Congenital Haemostasis Disorders and Urology Surgery: Is It Safe?
Background: There are no specific recommendations for the management of patients with bleeding disorders (BD), such as haemophilia A (HA), haemophilia B (HB), or von Willebrand disease (WD), in urology surgery. Methods: We conducted a retrospective study of 32 patients with HA, HB, or WD of any severity. Fifty-seven procedures were performed between January 2017 and September 2023. Surgical interventions were divided into two groups: those with and without electrocoagulation. The control patients were successively matched in a 2:1 ratio. Results: The study group consisted of 30 men and 2 women, with 23 HA, 2 HB, and 7 WD. The median age of the patients was 69 years.
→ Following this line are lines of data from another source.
use crate::app_dirs::AppDirs;
use crate::ports::errors::AppDirsError;

pub trait AppDirsPort: Send + Sync {
    fn get_app_dirs(&self) -> Result<AppDirs, AppDirsError>;
}
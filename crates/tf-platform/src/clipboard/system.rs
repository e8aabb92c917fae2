use std::sync::{Arc, Mutex};

use anyhow::{anyhow, Context, Result};
use async_trait::async_trait;
use clipboard_rs::ClipboardContext;
use tf_core::ports::ClipboardPort;
use tf_core::ClipboardContents;
use tokio::task::spawn_blocking;
use tracing::debug;

use super::common::CommonClipboardImpl;

/// The desktop clipboard through clipboard-rs.
///
/// Native clipboard calls block, so they run on the blocking pool.
pub struct SystemClipboard {
    inner: Arc<Mutex<ClipboardContext>>,
}

impl SystemClipboard {
    pub fn new() -> Result<Self> {
        let context =
            ClipboardContext::new().map_err(|e| anyhow!("Failed to open system clipboard: {e}"))?;
        Ok(Self {
            inner: Arc::new(Mutex::new(context)),
        })
    }
}

#[async_trait]
impl ClipboardPort for SystemClipboard {
    async fn read(&self) -> Result<ClipboardContents> {
        let inner = Arc::clone(&self.inner);
        let contents = spawn_blocking(move || -> Result<ClipboardContents> {
            let ctx = inner
                .lock()
                .map_err(|_| anyhow!("clipboard context lock poisoned"))?;
            Ok(CommonClipboardImpl::read_contents(&ctx))
        })
        .await
        .context("Clipboard read task failed")??;

        debug!(
            has_file = contents.file.is_some(),
            has_text = contents.text.is_some(),
            "Clipboard read"
        );
        Ok(contents)
    }

    async fn write_text(&self, text: &str) -> Result<()> {
        let inner = Arc::clone(&self.inner);
        let text = text.to_owned();
        spawn_blocking(move || -> Result<()> {
            let ctx = inner
                .lock()
                .map_err(|_| anyhow!("clipboard context lock poisoned"))?;
            CommonClipboardImpl::write_text(&ctx, &text)
        })
        .await
        .context("Clipboard write task failed")?
    }
}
The BD group had a longer hospital stay of 4 days compared to 1 day (p < 0.0001). The incidence of bleeding events was 21% versus 2% (p < 0.0001), and the incidence of complications was 21% versus 7% (p = 0.0036) for Clavien 1–2 respectively. In the subgroup with intraoperative coagulation, the readmission rate at 30 days was higher (17% vs. 3%, p = 0.00386), as was the transfusion rate (17% vs. 3%, p = 0.0386). Conclusions: This study showed that urological procedures in patients with bleeding disorders were associated with a higher risk of bleeding and complications.